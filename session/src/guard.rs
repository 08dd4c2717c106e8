//! Route Guard decision for views that require a session.
//!
//! The decision is a pure function of resolution state and the current
//! session, so switching between protected views only re-reads the store and
//! never restarts the OAuth flow.

#[cfg(test)]
#[path = "guard_test.rs"]
mod guard_test;

use crate::types::Session;

/// Whether startup rehydration has finished.
#[derive(Clone, Copy, Debug, Default, PartialEq, Eq)]
pub enum Resolution {
    #[default]
    Pending,
    Resolved,
}

/// What a protected view should do right now.
#[derive(Clone, Copy, Debug, PartialEq, Eq)]
pub enum GuardDecision {
    /// Rehydration in flight: show a neutral loading state, do not navigate.
    Loading,
    /// Render the protected view.
    Admit,
    /// Navigate to login and render nothing for this view.
    RedirectToLogin,
}

#[must_use]
pub fn decide(resolution: Resolution, session: Option<&Session>) -> GuardDecision {
    match (resolution, session) {
        (Resolution::Pending, _) => GuardDecision::Loading,
        (Resolution::Resolved, Some(_)) => GuardDecision::Admit,
        (Resolution::Resolved, None) => GuardDecision::RedirectToLogin,
    }
}
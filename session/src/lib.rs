//! Browser-agnostic session lifecycle for the DeployHub dashboard.
//!
//! This crate owns everything about "who is signed in" that does not need a
//! DOM: the persisted session store, the OAuth callback decoder, the route
//! guard decision, and the authenticated API client. The Leptos `client`
//! and the terminal `cli` both drive the same types; each supplies its own
//! [`SessionStorage`] and [`Transport`].
//!
//! CONTROL FLOW
//! ============
//! guard consults store -> login starts the OAuth flow -> callback decodes
//! into a [`Session`] -> store persists it -> guard admits -> [`ApiClient`]
//! attaches the stored credential to every authenticated call.

pub mod api;
pub mod config;
pub mod error;
pub mod guard;
pub mod oauth;
pub mod storage;
pub mod store;
pub mod transport;
pub mod types;
pub mod upload;

pub use api::ApiClient;
pub use config::ClientConfig;
pub use error::{ClientError, StorageError};
pub use guard::{GuardDecision, Resolution};
pub use oauth::{CallbackOutcome, CallbackParams, OAuthFlow, OAuthPhase, PendingRedirect};
pub use storage::{MemoryStorage, SessionStorage};
pub use store::SessionStore;
pub use transport::{ApiRequest, ApiResponse, FormPart, FormValue, Method, RequestBody, Transport};
pub use types::{Session, Token, UserProfile};
pub use upload::{SelectedFile, UploadSelection, UploadTarget};
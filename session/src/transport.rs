//! Transport-neutral HTTP request/response model.
//!
//! The browser sends through `gloo-net`, the CLI through `reqwest`; both
//! implement [`Transport`] so the authenticated client above them stays
//! testable with an in-memory fake.

#[cfg(test)]
#[path = "transport_test.rs"]
mod transport_test;

use std::future::Future;
use std::time::Duration;

use serde::de::DeserializeOwned;

use crate::error::ClientError;

pub const AUTHORIZATION: &str = "Authorization";

#[derive(Clone, Copy, Debug, PartialEq, Eq)]
pub enum Method {
    Get,
    Post,
}

impl Method {
    #[must_use]
    pub fn as_str(self) -> &'static str {
        match self {
            Self::Get => "GET",
            Self::Post => "POST",
        }
    }
}

/// One value in a multipart form.
#[derive(Clone, Debug, PartialEq, Eq)]
pub enum FormValue {
    Text(String),
    File { file_name: String, content_type: String, bytes: Vec<u8> },
}

#[derive(Clone, Debug, PartialEq, Eq)]
pub struct FormPart {
    pub name: String,
    pub value: FormValue,
}

impl FormPart {
    #[must_use]
    pub fn text(name: &str, value: &str) -> Self {
        Self { name: name.to_owned(), value: FormValue::Text(value.to_owned()) }
    }
}

#[derive(Clone, Debug, PartialEq)]
pub enum RequestBody {
    Empty,
    Json(serde_json::Value),
    Multipart(Vec<FormPart>),
}

#[derive(Clone, Debug, PartialEq)]
pub struct ApiRequest {
    pub method: Method,
    pub url: String,
    pub headers: Vec<(String, String)>,
    pub body: RequestBody,
    /// Transports must abandon the request with [`ClientError::NetworkFailure`]
    /// once this elapses.
    pub timeout: Duration,
}

impl ApiRequest {
    /// Value of the first header named `name` (case-insensitive).
    #[must_use]
    pub fn header(&self, name: &str) -> Option<&str> {
        self.headers
            .iter()
            .find(|(key, _)| key.eq_ignore_ascii_case(name))
            .map(|(_, value)| value.as_str())
    }
}

#[derive(Clone, Debug, PartialEq, Eq)]
pub struct ApiResponse {
    pub status: u16,
    pub body: String,
}

impl ApiResponse {
    #[must_use]
    pub fn is_success(&self) -> bool {
        (200..300).contains(&self.status)
    }

    /// Decode the body as JSON.
    ///
    /// # Errors
    ///
    /// Returns [`ClientError::RemoteRejection`] when the body does not match `T`;
    /// the backend answered, but not with something this client understands.
    pub fn json<T: DeserializeOwned>(&self) -> Result<T, ClientError> {
        serde_json::from_str(&self.body).map_err(|err| ClientError::RemoteRejection {
            status: self.status,
            message: format!("unexpected response body: {err}"),
        })
    }

    /// The `error` field of a JSON error payload, if present.
    #[must_use]
    pub fn error_message(&self) -> Option<String> {
        let value: serde_json::Value = serde_json::from_str(&self.body).unwrap_or(serde_json::Value::Null);
        value.get("error").and_then(serde_json::Value::as_str).map(str::to_owned)
    }
}

/// Something that can carry an [`ApiRequest`] to the backend.
pub trait Transport {
    /// Send `request` and collect the full response.
    ///
    /// # Errors
    ///
    /// Returns [`ClientError::NetworkFailure`] when no response arrives,
    /// including when `request.timeout` elapses.
    fn send(&self, request: ApiRequest) -> impl Future<Output = Result<ApiResponse, ClientError>>;
}
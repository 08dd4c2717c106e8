//! Authenticated Fetch Wrapper and typed backend endpoints.
//!
//! ERROR HANDLING
//! ==============
//! An empty session short-circuits with [`ClientError::Unauthenticated`]
//! before the transport is touched. A rejected credential comes back as an
//! ordinary [`ClientError::RemoteRejection`]; this layer never clears the
//! session itself, callers decide what a 401 means for their view.

#[cfg(test)]
#[path = "api_test.rs"]
mod api_test;

use crate::config::ClientConfig;
use crate::error::ClientError;
use crate::transport::{AUTHORIZATION, ApiRequest, ApiResponse, Method, RequestBody, Transport};
use crate::types::{CreateRepository, NewProject, ProjectDetail, ProjectSummary, Session};
use crate::upload::UploadSelection;

const LOGIN_PATH: &str = "auth/github";
const LOGOUT_PATH: &str = "auth/logout";
const PROJECTS_PATH: &str = "projects";
const CREATE_REPO_PATH: &str = "github/create-repo";

#[derive(serde::Deserialize)]
#[serde(rename_all = "camelCase")]
struct LoginRedirect {
    redirect_url: Option<String>,
}

fn project_path(project_id: &str) -> String {
    format!("{PROJECTS_PATH}/{}", urlencoding::encode(project_id))
}

fn rejection(response: &ApiResponse) -> ClientError {
    ClientError::RemoteRejection {
        status: response.status,
        message: response.error_message().unwrap_or_default(),
    }
}

/// Backend client bound to one transport and one backend base URL.
#[derive(Clone, Debug)]
pub struct ApiClient<T> {
    transport: T,
    config: ClientConfig,
}

impl<T: Transport> ApiClient<T> {
    #[must_use]
    pub fn new(transport: T, config: ClientConfig) -> Self {
        Self { transport, config }
    }

    #[must_use]
    pub fn config(&self) -> &ClientConfig {
        &self.config
    }

    #[must_use]
    pub fn transport(&self) -> &T {
        &self.transport
    }

    /// Configured login entry point; the backend answers it with a provider redirect.
    #[must_use]
    pub fn login_url(&self) -> String {
        self.config.endpoint(LOGIN_PATH)
    }

    /// Issue `method endpoint` with the session's bearer credential attached.
    ///
    /// # Errors
    ///
    /// - [`ClientError::Unauthenticated`] when `session` is `None`; no request is sent.
    /// - [`ClientError::NetworkFailure`] when the transport gets no response.
    /// - [`ClientError::RemoteRejection`] for any non-2xx status.
    pub async fn call(
        &self,
        session: Option<&Session>,
        endpoint: &str,
        method: Method,
        body: RequestBody,
    ) -> Result<ApiResponse, ClientError> {
        let Some(session) = session else {
            log::debug!("api: refusing {} {endpoint} without a session", method.as_str());
            return Err(ClientError::Unauthenticated);
        };
        let request = ApiRequest {
            method,
            url: self.config.endpoint(endpoint),
            headers: vec![(AUTHORIZATION.to_owned(), session.token.bearer())],
            body,
            timeout: self.config.request_timeout,
        };
        self.dispatch(request).await
    }

    async fn dispatch(&self, request: ApiRequest) -> Result<ApiResponse, ClientError> {
        let method = request.method;
        let url = request.url.clone();
        let response = self.transport.send(request).await.inspect_err(|err| {
            log::warn!("api: {} {url} failed: {err}", method.as_str());
        })?;
        if response.is_success() {
            return Ok(response);
        }
        log::warn!("api: {} {url} rejected with status {}", method.as_str(), response.status);
        Err(rejection(&response))
    }

    /// Ask the backend where to send the browser for provider sign-in.
    ///
    /// A JSON `redirectUrl` wins; a success without one falls back to
    /// [`Self::login_url`] for a top-level navigation.
    ///
    /// # Errors
    ///
    /// Returns [`ClientError::NetworkFailure`] or [`ClientError::RemoteRejection`].
    pub async fn login_redirect(&self) -> Result<String, ClientError> {
        let request = ApiRequest {
            method: Method::Get,
            url: self.login_url(),
            headers: Vec::new(),
            body: RequestBody::Empty,
            timeout: self.config.request_timeout,
        };
        let response = self.dispatch(request).await?;
        let target = response
            .json::<LoginRedirect>()
            .map(|body| body.redirect_url)
            .unwrap_or_default()
            .filter(|url| !url.trim().is_empty());
        Ok(target.unwrap_or_else(|| self.login_url()))
    }

    /// `GET /projects`.
    ///
    /// # Errors
    ///
    /// See [`Self::call`]; a malformed body is a [`ClientError::RemoteRejection`].
    pub async fn list_projects(&self, session: Option<&Session>) -> Result<Vec<ProjectSummary>, ClientError> {
        self.call(session, PROJECTS_PATH, Method::Get, RequestBody::Empty).await?.json()
    }

    /// `GET /projects/{id}`.
    ///
    /// # Errors
    ///
    /// See [`Self::call`]; a missing project is `RemoteRejection { status: 404, .. }`.
    pub async fn get_project(&self, session: Option<&Session>, project_id: &str) -> Result<ProjectDetail, ClientError> {
        self.call(session, &project_path(project_id), Method::Get, RequestBody::Empty)
            .await?
            .json()
    }

    /// `POST /projects`.
    ///
    /// # Errors
    ///
    /// See [`Self::call`].
    pub async fn create_project(&self, session: Option<&Session>, project: &NewProject) -> Result<ProjectSummary, ClientError> {
        let body = serde_json::to_value(project)
            .map_err(|err| ClientError::InvalidSelection(format!("unserializable project: {err}")))?;
        self.call(session, PROJECTS_PATH, Method::Post, RequestBody::Json(body))
            .await?
            .json()
    }

    /// `POST /file/{projectId}/upload` with the selection's multipart body.
    ///
    /// # Errors
    ///
    /// See [`Self::call`].
    pub async fn upload_bundle(&self, session: Option<&Session>, selection: UploadSelection) -> Result<(), ClientError> {
        let endpoint = selection.endpoint();
        log::info!(
            "api: uploading {} ({} bytes) as {}",
            selection.file_name(),
            selection.size(),
            selection.target()
        );
        self.call(session, &endpoint, Method::Post, selection.into_body()).await?;
        Ok(())
    }

    /// `POST /github/create-repo`.
    ///
    /// # Errors
    ///
    /// See [`Self::call`].
    pub async fn create_repository(&self, session: Option<&Session>, request: &CreateRepository) -> Result<(), ClientError> {
        let body = serde_json::to_value(request)
            .map_err(|err| ClientError::InvalidSelection(format!("unserializable repository request: {err}")))?;
        self.call(session, CREATE_REPO_PATH, Method::Post, RequestBody::Json(body)).await?;
        Ok(())
    }

    /// `POST /auth/logout`, best effort; callers clear the local session regardless.
    ///
    /// # Errors
    ///
    /// See [`Self::call`].
    pub async fn logout(&self, session: Option<&Session>) -> Result<(), ClientError> {
        self.call(session, LOGOUT_PATH, Method::Post, RequestBody::Empty).await?;
        Ok(())
    }
}
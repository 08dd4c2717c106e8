//! Upload Selection: one zip bundle bound for a project's frontend or backend.
//!
//! Validation happens here, before any bytes leave the machine; a selection
//! that constructs successfully is always submittable.

#[cfg(test)]
#[path = "upload_test.rs"]
mod upload_test;

use std::fmt;
use std::str::FromStr;

use serde::{Deserialize, Serialize};

use crate::error::ClientError;
use crate::transport::{FormPart, FormValue, RequestBody};

pub const ZIP_CONTENT_TYPE: &str = "application/zip";

/// Which half of the project a bundle replaces. Fixed for the lifetime of one
/// upload modal.
#[derive(Clone, Copy, Debug, PartialEq, Eq, Hash, Serialize, Deserialize)]
#[serde(rename_all = "lowercase")]
pub enum UploadTarget {
    Frontend,
    Backend,
}

impl UploadTarget {
    /// Wire value of the `fileType` form field.
    #[must_use]
    pub fn as_str(self) -> &'static str {
        match self {
            Self::Frontend => "frontend",
            Self::Backend => "backend",
        }
    }

    #[must_use]
    pub fn label(self) -> &'static str {
        match self {
            Self::Frontend => "Frontend",
            Self::Backend => "Backend",
        }
    }
}

impl fmt::Display for UploadTarget {
    fn fmt(&self, f: &mut fmt::Formatter<'_>) -> fmt::Result {
        f.write_str(self.as_str())
    }
}

impl FromStr for UploadTarget {
    type Err = ClientError;

    fn from_str(raw: &str) -> Result<Self, Self::Err> {
        match raw.trim().to_ascii_lowercase().as_str() {
            "frontend" => Ok(Self::Frontend),
            "backend" => Ok(Self::Backend),
            other => Err(ClientError::InvalidSelection(format!("unknown upload target `{other}`"))),
        }
    }
}

/// A locally chosen file and its contents.
#[derive(Clone, Debug, PartialEq, Eq)]
pub struct SelectedFile {
    pub name: String,
    pub bytes: Vec<u8>,
}

/// Validated single-file upload.
#[derive(Clone, Debug, PartialEq, Eq)]
pub struct UploadSelection {
    file: SelectedFile,
    target: UploadTarget,
    project_id: String,
}

/// Reject anything that is not named like a zip archive.
///
/// # Errors
///
/// Returns [`ClientError::InvalidSelection`] for names without a `.zip` extension.
pub fn validate_file_name(name: &str) -> Result<(), ClientError> {
    let lower = name.trim().to_ascii_lowercase();
    let has_stem = lower.len() > ".zip".len();
    if has_stem && lower.ends_with(".zip") {
        Ok(())
    } else {
        Err(ClientError::InvalidSelection(format!("{name} is not a .zip archive")))
    }
}

/// Backend path for uploading into `project_id`.
#[must_use]
pub fn upload_endpoint(project_id: &str) -> String {
    format!("file/{}/upload", urlencoding::encode(project_id))
}

impl UploadSelection {
    /// Validate a file picker result.
    ///
    /// # Errors
    ///
    /// Returns [`ClientError::InvalidSelection`] unless exactly one `.zip`
    /// file was chosen for a non-empty project id.
    pub fn new(files: Vec<SelectedFile>, target: UploadTarget, project_id: &str) -> Result<Self, ClientError> {
        if project_id.trim().is_empty() {
            return Err(ClientError::InvalidSelection("missing project id".to_owned()));
        }
        let mut files = files.into_iter();
        let (Some(file), None) = (files.next(), files.next()) else {
            return Err(ClientError::InvalidSelection("select exactly one .zip file".to_owned()));
        };
        validate_file_name(&file.name)?;
        Ok(Self { file, target, project_id: project_id.trim().to_owned() })
    }

    #[must_use]
    pub fn target(&self) -> UploadTarget {
        self.target
    }

    #[must_use]
    pub fn project_id(&self) -> &str {
        &self.project_id
    }

    #[must_use]
    pub fn file_name(&self) -> &str {
        &self.file.name
    }

    #[must_use]
    pub fn size(&self) -> usize {
        self.file.bytes.len()
    }

    #[must_use]
    pub fn endpoint(&self) -> String {
        upload_endpoint(&self.project_id)
    }

    /// Multipart body with the `file` and `fileType` fields.
    #[must_use]
    pub fn into_body(self) -> RequestBody {
        RequestBody::Multipart(vec![
            FormPart {
                name: "file".to_owned(),
                value: FormValue::File {
                    file_name: self.file.name,
                    content_type: ZIP_CONTENT_TYPE.to_owned(),
                    bytes: self.file.bytes,
                },
            },
            FormPart::text("fileType", self.target.as_str()),
        ])
    }
}

/// Human-readable byte count, e.g. `1.5 KB`.
#[must_use]
pub fn format_file_size(bytes: u64) -> String {
    const UNITS: [&str; 4] = ["Bytes", "KB", "MB", "GB"];
    if bytes == 0 {
        return "0 Bytes".to_owned();
    }
    let mut value = bytes;
    let mut unit = 0;
    while value >= 1024 && unit < UNITS.len() - 1 {
        value /= 1024;
        unit += 1;
    }
    if unit == 0 {
        return format!("{bytes} Bytes");
    }
    #[allow(clippy::cast_precision_loss)]
    let scaled = bytes as f64 / 1024_f64.powi(i32::try_from(unit).unwrap_or(0));
    let rounded = (scaled * 100.0).round() / 100.0;
    format!("{rounded} {}", UNITS[unit])
}
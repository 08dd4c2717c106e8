//! Route Guard wrapper for views that need a signed-in user.
//!
//! DESIGN
//! ======
//! Renders from [`GuardDecision`] alone. While rehydration is pending it
//! shows a neutral placeholder and never navigates; once resolved it either
//! renders the children or replaces the route with login. Moving between two
//! guarded views only re-reads the session.

use leptos::prelude::*;
use leptos_router::NavigateOptions;
use leptos_router::hooks::use_navigate;
use session::GuardDecision;
use session::oauth::LOGIN_PATH;

use crate::state::auth::AuthContext;

#[component]
pub fn RequireAuth(children: ChildrenFn) -> impl IntoView {
    let auth = AuthContext::current();
    let navigate = use_navigate();

    Effect::new(move || {
        if auth.decision() == GuardDecision::RedirectToLogin {
            log::debug!("guard: no session, sending to login");
            navigate(LOGIN_PATH, NavigateOptions { replace: true, ..NavigateOptions::default() });
        }
    });

    view! {
        <Show
            when=move || auth.decision() == GuardDecision::Admit
            fallback=move || {
                view! {
                    <div class="guard-placeholder">
                        <p>
                            {move || match auth.decision() {
                                GuardDecision::Loading => "Loading...",
                                _ => "Redirecting to login...",
                            }}
                        </p>
                    </div>
                }
            }
        >
            {children()}
        </Show>
    }
}
//! Top-level browser navigation for leaving the app, e.g. to the OAuth provider.

/// Point the browser at `url`, replacing the app.
pub fn redirect_browser(url: &str) {
    #[cfg(feature = "csr")]
    {
        let Some(window) = web_sys::window() else {
            log::error!("navigation: no window to redirect");
            return;
        };
        if let Err(err) = window.location().set_href(url) {
            log::error!("navigation: redirect to {url} failed: {err:?}");
        }
    }
    #[cfg(not(feature = "csr"))]
    {
        log::debug!("navigation: would redirect to {url}");
    }
}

★ ★ ★

WHAT TO WORK ON:
An exact repetition of the material above is required, from its first line through the line holding "use crate::types::Session;", with nothing added.

EXERCISE RESPONSE:
filename session/src/guard.rs
repository 08dd4c2717c106e8
//! Route Guard decision for views that require a session.
//!
//! The decision is a pure function of resolution state and the current
//! session, so switching between protected views only re-reads the store and
//! never restarts the OAuth flow.

#[cfg(test)]
#[path = "guard_test.rs"]
mod guard_test;

use crate::types::Session;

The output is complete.